Published on 08 September 2006
Giant scavenging isopods, blind armoured shrimps, and a formidable assortment of galatheids: the present volume of Tropical Deep-Sea Benthos contains this and a lot more. Unlike most other marine biological communities, the deep-sea benthic fauna of the tropics has long suffered from a lack of focussed attention from zoologists and oceanographers. In fact, the deep benthos of the tropical seas represents one of the last frontiers of marine biodiversity, and every new cruise on the slopes of South Pacific island groups reveals new taxa from all zoological groups. Tropical Deep-Sea Benthos, a continuation of Résultats des Campagnes MUSORSTOM, is a series dedicated to inventorying and describing the deep-sea faunas of the world, with special emphasis on the most extensive and least explored of its biogeographical regions: the Indo-West Pacific. The series rests on an international network of taxonomists fueled by the results of an ongoing sampling programme by Muséum national d’Histoire naturelle (MNHN, Paris) and Institut de Recherche pour le Développement (IRD). Tropical Deep-Sea Benthos is a contribution to the Census of Marine Life, an international programme to document the systematics, distribution, and populations of the marine biota of the world. Volume 24 of Tropical Deep-Sea Benthos thus contains 12 contributions by systematists from Australia, New Zealand, Indonesia, Japan, Poland, Spain, Sweden, and the United States, together describing 5 new genera and 57 new species. One paper reports on the brachiopod fauna of Fiji: although brachiopods lost their ecological significance in marine ecosystems, they are still widely distributed and may be locally common. A paper on the ophiacanthids of New Caledonia is the first in a series on the brittle stars (ophiuroids). The other papers are on crustaceans, one of the specialities of this series, and range from minute cumaceans to giant isopods, crabs, shrimps, and hermit crabs. The remote Austral Is were first explored in 2002 and results presented in this volume document levels of undescribed species in excess of 50%.

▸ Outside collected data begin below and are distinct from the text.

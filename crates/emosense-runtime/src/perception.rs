//! Perception loop - fixed-cadence detect/resolve/render cycle

use std::sync::Arc;
use std::time::Duration;

use emosense_core::{
    resolve, DetectedFace, DisplaySize, EmoResult, EmoSenseError, EmotionLabel, TickId,
};
use emosense_visual::{overlay, OverlayStyle, OverlaySurface};
use parking_lot::Mutex;
use tokio::runtime::Handle;
use tokio::task::JoinHandle;
use tokio::time::{Instant, MissedTickBehavior};
use tracing::{debug, info, warn};

use crate::{DisplaySink, ExpressionSource, LoopConfig, VideoSource};

/// Detection slot state
#[derive(Clone, Copy, Debug, PartialEq, Eq, Default)]
pub enum LoopState {
    #[default]
    Idle,
    /// A detection call has been issued and has not settled yet
    InFlight,
}

/// What a single tick did
#[derive(Clone, Copy, Debug, PartialEq, Eq)]
pub enum TickOutcome {
    /// A detection call was issued for this tick
    Started(TickId),
    /// The previous detection was still in flight
    Skipped,
    /// The loop has been stopped
    Stopped,
}

#[derive(Clone, Debug, Default)]
pub struct LoopStats {
    pub ticks: u64,
    pub skipped: u64,
    pub started: u64,
    pub succeeded: u64,
    pub failed: u64,
    pub no_face: u64,
    /// Settlements that arrived after `stop()`
    pub discarded: u64,
    pub last_latency: Duration,
}

struct LoopInner {
    state: LoopState,
    stopped: bool,
    next_tick: TickId,
    surface: Box<dyn OverlaySurface>,
    stats: LoopStats,
}

struct Shared {
    inner: Mutex<LoopInner>,
    video: Arc<dyn VideoSource>,
    source: Arc<dyn ExpressionSource>,
    sink: Arc<dyn DisplaySink>,
    runtime: Handle,
    display_size: DisplaySize,
    style: OverlayStyle,
}

impl Shared {
    fn tick(self: &Arc<Self>) -> TickOutcome {
        let tick = {
            let mut inner = self.inner.lock();
            if inner.stopped {
                return TickOutcome::Stopped;
            }
            inner.stats.ticks += 1;

            if inner.state == LoopState::InFlight {
                inner.stats.skipped += 1;
                debug!("detection in flight, skipping tick");
                return TickOutcome::Skipped;
            }

            inner.state = LoopState::InFlight;
            inner.stats.started += 1;
            let tick = inner.next_tick;
            inner.next_tick = tick.next();
            tick
        };

        let frame = self.video.current_frame();
        debug!(%tick, frame = frame.index, "requesting detections");

        let shared = Arc::clone(self);
        let source = Arc::clone(&self.source);
        let source_size = frame.size();
        self.runtime.spawn(async move {
            let started = Instant::now();
            // a panicking detector must still release the slot
            let detection = shared
                .runtime
                .spawn(async move { source.detect(&frame).await });
            let result = match detection.await {
                Ok(result) => result,
                Err(e) => Err(EmoSenseError::DetectionFailure(format!(
                    "detection task failed: {e}"
                ))),
            };
            shared.settle(tick, source_size, result, started.elapsed());
        });

        TickOutcome::Started(tick)
    }

    /// Apply a detection result. Runs under the loop lock so that `stop()`
    /// cannot interleave with a publish.
    fn settle(
        &self,
        tick: TickId,
        source_size: DisplaySize,
        result: EmoResult<Vec<DetectedFace>>,
        latency: Duration,
    ) {
        let mut guard = self.inner.lock();
        let inner = &mut *guard;
        inner.state = LoopState::Idle;

        if inner.stopped {
            inner.stats.discarded += 1;
            debug!(%tick, "loop stopped, discarding detection result");
            return;
        }
        inner.stats.last_latency = latency;

        let faces = match result {
            Ok(faces) => faces,
            Err(e) => {
                inner.stats.failed += 1;
                warn!(%tick, error = %e, "detection failed");
                return;
            }
        };

        let Some(first) = faces.first() else {
            inner.stats.succeeded += 1;
            inner.stats.no_face += 1;
            self.sink.publish(&EmotionLabel::no_face());
            overlay::clear(inner.surface.as_mut());
            return;
        };

        match resolve(&first.expressions) {
            Ok(label) => {
                inner.stats.succeeded += 1;
                debug!(%tick, faces = faces.len(), %label, "resolved");
                self.sink.publish(&label);
                overlay::render(
                    inner.surface.as_mut(),
                    &faces,
                    source_size,
                    self.display_size,
                    &self.style,
                );
            }
            Err(e) => {
                inner.stats.failed += 1;
                warn!(%tick, error = %e, "malformed detection result");
            }
        }
    }
}

/// Runs detection on a fixed cadence with at most one call in flight
pub struct PerceptionLoop {
    shared: Arc<Shared>,
    ticker: Option<JoinHandle<()>>,
}

impl PerceptionLoop {
    /// Start ticking on the current tokio runtime
    ///
    /// The video must be playing with non-zero dimensions. The overlay is
    /// resized to the video once here and keeps that size for the loop's
    /// lifetime.
    pub fn start(
        video: Arc<dyn VideoSource>,
        source: Arc<dyn ExpressionSource>,
        sink: Arc<dyn DisplaySink>,
        mut surface: Box<dyn OverlaySurface>,
        config: LoopConfig,
    ) -> EmoResult<Self> {
        config.validate()?;
        let runtime = Handle::try_current().map_err(|_| {
            EmoSenseError::Config("perception loop requires a tokio runtime".to_string())
        })?;

        let (width, height) = video.dimensions();
        let display_size = DisplaySize::new(width, height)?;
        surface.resize(display_size);

        let shared = Arc::new(Shared {
            inner: Mutex::new(LoopInner {
                state: LoopState::Idle,
                stopped: false,
                next_tick: TickId::ZERO,
                surface,
                stats: LoopStats::default(),
            }),
            video,
            source,
            sink,
            runtime: runtime.clone(),
            display_size,
            style: config.overlay,
        });

        let period = config.tick_interval;
        let first_tick = Instant::now() + period;
        let ticker_shared = Arc::clone(&shared);
        let ticker = runtime.spawn(async move {
            let mut interval = tokio::time::interval_at(first_tick, period);
            interval.set_missed_tick_behavior(MissedTickBehavior::Skip);
            loop {
                interval.tick().await;
                if ticker_shared.tick() == TickOutcome::Stopped {
                    break;
                }
            }
        });

        info!(
            width = display_size.width,
            height = display_size.height,
            interval_ms = period.as_millis() as u64,
            "perception loop started"
        );

        Ok(PerceptionLoop {
            shared,
            ticker: Some(ticker),
        })
    }

    /// Run one tick immediately, independent of the timer
    pub fn tick_now(&self) -> TickOutcome {
        self.shared.tick()
    }

    /// Stop ticking. A detection that settles afterwards has no effect.
    pub fn stop(&mut self) {
        {
            let mut inner = self.shared.inner.lock();
            if inner.stopped {
                return;
            }
            inner.stopped = true;
        }
        if let Some(ticker) = self.ticker.take() {
            ticker.abort();
        }
        info!("perception loop stopped");
    }

    pub fn is_running(&self) -> bool {
        !self.shared.inner.lock().stopped
    }

    pub fn state(&self) -> LoopState {
        self.shared.inner.lock().state
    }

    pub fn stats(&self) -> LoopStats {
        self.shared.inner.lock().stats.clone()
    }

    pub fn display_size(&self) -> DisplaySize {
        self.shared.display_size
    }
}

impl Drop for PerceptionLoop {
    fn drop(&mut self) {
        self.stop();
    }
}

Bertrand Richer de Forges is a Principal Investigator of the Tropical Deep-Sea Benthos exploration cruises, and Jean-Lou Justine is a professor with Muséum national d’Histoire naturelle. Both are working in the South Pacific at the Nouméa branch of Institut de Recherche pour le Développement.
RICHER DE FORGES B. & JUSTINE J.-L. (eds) 2006 — Tropical Deep-Sea Benthos volume 24. Muséum national d'Histoire naturelle, Paris, 417 p. (Mémoires du Muséum national d'Histoire naturelle ; 193).